Growing up in Manhattan Beach, an idyllic and reasonably low-key surf town about five miles southwest of Los Angeles International Airport, Rosen had a propensity for attracting attention.
"He used to get in trouble in elementary school a lot," Lippincott says. "He was the biggest kid in the class, and certainly the most athletic and physical, and he was always trying to do fun and funny things with his friends. And he was always the one to do those things with the most gusto. So, guess who would get noticed by the teacher on the playground? In the classroom, he'd be eagerly waving his hand and could hardly sit still, and he'd get himself in trouble for blurting out a question, when he was basically trying to learn.
"So, he did feel singled out. He's a big personality that takes up a lot of space, and he had to grow into himself."
As a kid, Rosen says, "My friends and I used to run around Manhattan Beach, before it became all bougie, living a chill life and doing stupid kid things."
One infamous example: "I broke my left arm when I was 8, at a friend's house, when we were jumping off a balcony and throwing down dunks."
The episode forced Rosen, already a highly successful player in the junior tennis ranks, to develop a one-handed, slice backhand. Growing up in a household that included another standout tennis player -- older sister Beatrice, who would go on to become a two-time All-American and win a pair of Division III national team titles at Emory University -- he was constantly competing for sibling supremacy. (Rosen's younger sister, Lydia, is an accomplished rower as a high school junior.)
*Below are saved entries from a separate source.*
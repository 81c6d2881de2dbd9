//! Prompt templates for every model call in a turn.
//!
//! Each renderer returns a complete prompt string. User-supplied text is
//! interpolated with `format!`, never by placeholder substitution, so braces in
//! a question cannot be mistaken for template slots.

/// The fixed reply the answer prompt asks for when context is insufficient.
pub const CLARIFICATION_REPLY: &str =
    "I'm not sure how to answer your question, can you rephrase that?";

const SEPARATOR: &str = "----------";

/// Labelled examples for the few-shot classifier: `(question, label)`.
pub const CLASSIFICATION_EXAMPLES: [(&str, &str); 7] = [
    ("Tell me about your role in this company", "general"),
    ("Tell me about the database migration project you were involved in", "specific"),
    ("What did you do in this role?", "general"),
    ("Tell me about a time you had to lead a team", "general"),
    ("What challenges did you face when you implemented this feature?", "specific"),
    ("What experience do you have with project management?", "general"),
    ("What are your top skills?", "general"),
];

const CLASSIFICATION_PREFIX: &str = "Classify the user's query into \"general\" or \"specific\". \
The broader the scope of the user's query, the more \"general\" it is; likewise, the more \
targeted the search terms, the more \"specific\" it is. Reply with the label only.";

/// Few-shot prompt asking the fast model for a `general` / `specific` label.
pub fn classification(question: &str) -> String {
    let mut prompt = String::from(CLASSIFICATION_PREFIX);
    prompt.push_str("\n\n");
    for (input, label) in CLASSIFICATION_EXAMPLES {
        prompt.push_str(&format!("Human: {input}\n{label}\n\n"));
    }
    prompt.push_str(&format!("Human: {question}\n"));
    prompt
}

/// Prompt asking the fast model to turn a follow-up into a standalone question.
pub fn rewrite_question(chat_history: &str, question: &str) -> String {
    format!(
        "Given the following conversation and a follow up question, rephrase the follow up \
question to be a standalone question. If the context is inadequate, simply return the \
original question.
{SEPARATOR}
CHAT HISTORY: {chat_history}
{SEPARATOR}
FOLLOWUP QUESTION: {question}
{SEPARATOR}
Standalone question:"
    )
}

/// Prompt asking the slow model for a grounded, first-person answer.
pub fn answer(persona: Option<&str>, context: &str, chat_history: &str, question: &str) -> String {
    let persona_line = persona
        .map(|name| format!("The name of your persona is: {name}.\n"))
        .unwrap_or_default();
    format!(
        "{persona_line}The context provided below is from your accomplishments; use it to answer \
the question at the end in the first person.
DO NOT MAKE ANYTHING UP THAT ISN'T IN THE CONTEXT. If the context is insufficient, simply \
reply with \"{CLARIFICATION_REPLY}\"
{SEPARATOR}
CONTEXT: {context}
{SEPARATOR}
CHAT HISTORY: {chat_history}
{SEPARATOR}
QUESTION: {question}
{SEPARATOR}
Helpful Answer:"
    )
}

/// Prompt asking for a polished version of a generated answer.
pub fn refine(context: &str, question: &str, response: &str) -> String {
    format!(
        "Given a previously generated AI response and the context it was based on, refine the \
response to be more contextually accurate, grammatically correct, and professional while \
remaining conversational. Do not add anything that is not supported by the context. Emphasize \
readability by breaking a large paragraph into smaller paragraphs wherever appropriate. Avoid \
flowery language.
{SEPARATOR}
CONTEXT: {context}
{SEPARATOR}
QUESTION: {question}
{SEPARATOR}
RESPONSE: {response}
{SEPARATOR}
Refined answer:"
    )
}

/// Prompt asking the model to translate a question into a structured metadata query.
pub fn self_query(question: &str) -> String {
    format!(
        "Your goal is to structure the user's query to match the request schema below.

The data source is: context of a client's work history.
Structured attributes:
- company (string): the client's past or current employer
- jobTitle (string): the client's job title
- startDate (string): the year the client started work at the company
- endDate (string): the year the client stopped working at the company; empty if still employed
- headline (string): the headline or title of an accomplishment
- skills (array of strings): the skills used to accomplish the task

Respond with a single JSON object and nothing else:
{{\"query\": \"<text to compare against accomplishment contents>\", \"filter\": null}}
or
{{\"query\": \"<text>\", \"filter\": {{\"attribute\": \"<attribute name>\", \"comparator\": \"eq\" | \"contains\", \"value\": \"<string>\"}}}}
Use \"filter\": null unless the query clearly names a value of one of the attributes.

User query: {question}
Structured request:"
    )
}
//! Short-term conversation memory for a single chat session.

use serde::{Deserialize, Serialize};

/// One answered question.
#[derive(Debug, Clone, Serialize, Deserialize, PartialEq, Eq)]
pub struct ConversationTurn {
    /// The question exactly as the user asked it.
    pub question: String,
    /// The answer the chain generated for it.
    pub answer: String,
}

impl ConversationTurn {
    pub fn new(question: impl Into<String>, answer: impl Into<String>) -> Self {
        Self { question: question.into(), answer: answer.into() }
    }
}

/// Ordered, append-only buffer of [`ConversationTurn`]s.
///
/// Turns can only be added at the end; there is no way to edit or remove an
/// individual turn. The whole buffer is dropped when the session ends.
#[derive(Debug, Clone, Default, Serialize, PartialEq, Eq)]
pub struct ConversationMemory {
    turns: Vec<ConversationTurn>,
}

impl ConversationMemory {
    pub fn new() -> Self {
        Self::default()
    }

    /// Append a turn at the end of the buffer.
    pub fn push(&mut self, turn: ConversationTurn) {
        self.turns.push(turn);
    }

    pub fn turns(&self) -> &[ConversationTurn] {
        &self.turns
    }

    pub fn len(&self) -> usize {
        self.turns.len()
    }

    pub fn is_empty(&self) -> bool {
        self.turns.is_empty()
    }

    /// Render the history as alternating `Human:` / `Assistant:` lines.
    pub fn serialize(&self) -> String {
        self.turns
            .iter()
            .map(|turn| format!("Human: {}\nAssistant: {}", turn.question, turn.answer))
            .collect::<Vec<_>>()
            .join("\n")
    }
}

#[cfg(test)]
mod tests {
    use super::*;

    #[test]
    fn serializes_in_arrival_order() {
        let mut memory = ConversationMemory::new();
        assert_eq!(memory.serialize(), "");

        memory.push(ConversationTurn::new("q1", "a1"));
        memory.push(ConversationTurn::new("q2", "a2"));
        assert_eq!(memory.serialize(), "Human: q1\nAssistant: a1\nHuman: q2\nAssistant: a2");
        assert_eq!(memory.len(), 2);
    }
}
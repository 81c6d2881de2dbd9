//! Completion provider trait and model tiers.

use std::fmt;

use async_trait::async_trait;
use serde::{Deserialize, Serialize};

use crate::error::Result;

/// Which class of model a prompt is sent to.
#[derive(Debug, Clone, Copy, Serialize, Deserialize, PartialEq, Eq, Hash)]
#[serde(rename_all = "lowercase")]
pub enum ModelTier {
    /// Low-latency model used for question rewriting and classification.
    Fast,
    /// Higher-quality model used for answer generation and refinement.
    Slow,
}

impl fmt::Display for ModelTier {
    fn fmt(&self, f: &mut fmt::Formatter<'_>) -> fmt::Result {
        match self {
            ModelTier::Fast => f.write_str("fast"),
            ModelTier::Slow => f.write_str("slow"),
        }
    }
}

/// A provider that turns a prompt into generated text.
///
/// The prompt is a single fully rendered string; the provider decides how to
/// wrap it for its backend (e.g. as one user message of a chat request).
#[async_trait]
pub trait CompletionProvider: Send + Sync {
    /// Generate a completion for `prompt` using a model of the given tier.
    async fn complete(&self, prompt: &str, tier: ModelTier) -> Result<String>;

    /// A short name used in logs and error messages.
    fn name(&self) -> &str {
        "completion"
    }
}
use regex::Regex;

use crate::errors::Result;
use crate::string_filters::StringFilter;

/// Collapses whitespace runs into a single space and trims both ends.
#[derive(Clone)]
pub struct WhitespaceFilter {
    pattern: Regex,
}

impl WhitespaceFilter {
    /// Creates a new WhitespaceFilter.
    pub fn new() -> Result<Self> {
        Ok(Self {
            pattern: Regex::new(r"\s+")?,
        })
    }
}

impl StringFilter for WhitespaceFilter {
    fn filter(&self, text: &str) -> String {
        self.pattern.replace_all(text, " ").trim().to_string()
    }
}
use std::fs::File;
use std::io::{prelude::*, stdin};
use std::path::PathBuf;

use clap::Parser;
use sentimen::{load_first, Category, Model, Predictor};
use tracing_subscriber::EnvFilter;

#[derive(Parser, Debug)]
#[command(
    name = "evaluate",
    about = "A program to evaluate the accuracy of Sentimen. Each input line is `label<TAB>text`."
)]
struct Args {
    /// The model file to use when classifying text
    #[arg(long)]
    model: PathBuf,
}

/// Counts of (reference, hypothesis) pairs.
#[derive(Debug, Default)]
struct ConfusionMatrix([[usize; 3]; 3]);

impl ConfusionMatrix {
    fn add(&mut self, reference: Category, hypothesis: Category) {
        self.0[reference.index()][hypothesis.index()] += 1;
    }

    fn total(&self) -> usize {
        self.0.iter().flatten().sum()
    }

    fn accuracy(&self) -> f64 {
        let correct: usize = (0..3).map(|i| self.0[i][i]).sum();
        ratio(correct, self.total())
    }

    /// Returns precision, recall, and F1 of a category.
    fn scores(&self, category: Category) -> (f64, f64, f64) {
        let i = category.index();
        let tp = self.0[i][i];
        let n_sys: usize = (0..3).map(|r| self.0[r][i]).sum();
        let n_ref: usize = self.0[i].iter().sum();
        let precision = ratio(tp, n_sys);
        let recall = ratio(tp, n_ref);
        let f1 = if precision + recall == 0. {
            0.
        } else {
            2. * precision * recall / (precision + recall)
        };
        (precision, recall, f1)
    }
}

fn ratio(n: usize, d: usize) -> f64 {
    if d == 0 {
        0.
    } else {
        n as f64 / d as f64
    }
}

fn main() -> Result<(), Box<dyn std::error::Error>> {
    tracing_subscriber::fmt()
        .with_env_filter(EnvFilter::try_from_default_env().unwrap_or_else(|_| "warn".into()))
        .with_writer(std::io::stderr)
        .init();

    let args = Args::parse();

    eprintln!("Loading model file...");
    let model = load_first([&args.model], |path| {
        let mut f = zstd::Decoder::new(File::open(path)?)?;
        Model::read(&mut f)
    })?;
    let predictor = Predictor::from_model(sentimen_rules::preprocessor()?, model)?;

    eprintln!("Start classification");

    let mut references = vec![];
    let mut texts = vec![];
    for line in stdin().lock().lines() {
        let line = line?;
        if line.is_empty() {
            continue;
        }
        let (label, text) = line
            .split_once('\t')
            .ok_or_else(|| format!("missing a tab: {}", line))?;
        references.push(label.parse::<Category>()?);
        texts.push(text.to_string());
    }
    let results = predictor.predict_batch(&texts)?;

    let mut matrix = ConfusionMatrix::default();
    for (&reference, result) in references.iter().zip(&results) {
        matrix.add(reference, result.label());
    }

    println!("Accuracy: {}", matrix.accuracy());
    for category in Category::ALL {
        let (precision, recall, f1) = matrix.scores(category);
        println!(
            "{}: Precision: {}, Recall: {}, F1: {}",
            category, precision, recall, f1
        );
    }
    println!("Confusion matrix (rows: reference, columns: prediction)");
    for category in Category::ALL {
        let row = &matrix.0[category.index()];
        println!("{}\t{}\t{}\t{}", category, row[0], row[1], row[2]);
    }

    Ok(())
}

#[cfg(test)]
mod tests {
    use super::*;

    #[test]
    fn test_scores() {
        let mut m = ConfusionMatrix::default();
        m.add(Category::Positive, Category::Positive);
        m.add(Category::Positive, Category::Negative);
        m.add(Category::Negative, Category::Negative);
        m.add(Category::Neutral, Category::Negative);
        assert_eq!(4, m.total());
        assert_eq!(0.5, m.accuracy());
        let (p, r, f1) = m.scores(Category::Negative);
        assert!((p - 1. / 3.).abs() < 1e-12);
        assert_eq!(1., r);
        assert!((f1 - 0.5).abs() < 1e-12);
        assert_eq!((0., 0., 0.), m.scores(Category::Neutral));
    }

    #[test]
    fn test_empty() {
        let m = ConfusionMatrix::default();
        assert_eq!(0., m.accuracy());
        assert_eq!((0., 0., 0.), m.scores(Category::Positive));
    }
}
Josh's competitive fire on the court was palpable, but it made for some awkward interactions outside the white lines.
"Your friends are your enemies, and your enemies are your friends," Rosen says. "Even your doubles partner, you're on the same team, but you might have to play each other in the singles draw. And it's just weird. Because you're supposed to turn on this killer instinct, go into Black Mamba mode, but you don't want to disrespect your friends. I didn't really like that part of it. You're playing this other dude and you're getting into it, and then your parents are on the sidelines having fun (with the opposing player's parents) and you're like, 'Are we going to lunch together after this?' And in the end, you only get to celebrate with your parents."
Says Lippincott: "He wanted to beat every person 6-0, 6-0. But his difficulty was, he wanted to be friends with those people. It wasn't that it was hard to go out and beat his friends; it's that it was hard to make friends with the people he'd go out and beat."
And Rosen wasn't merely beating slouches: One conquest, around the time he was 12, came at the expense of a fellow Southern Californian named Taylor Fritz, who is currently the world's 65th-ranked player.
"I remember playing him at the SoCal Sectionals, and he absolutely destroyed me in the second round," Fritz recalls. "He was a really big kid compared to all the other guys at that age, with huge shoulders, and he had a massive serve, and he just killed me. I remember my mom asking his mom, 'How is he so big?' I think he was drinking Muscle Milk at the time, and I was like, 'S---, I guess I'll have to start doing that.' He was a nice guy -- very fair, a good sport -- and I wish he'd stuck around longer."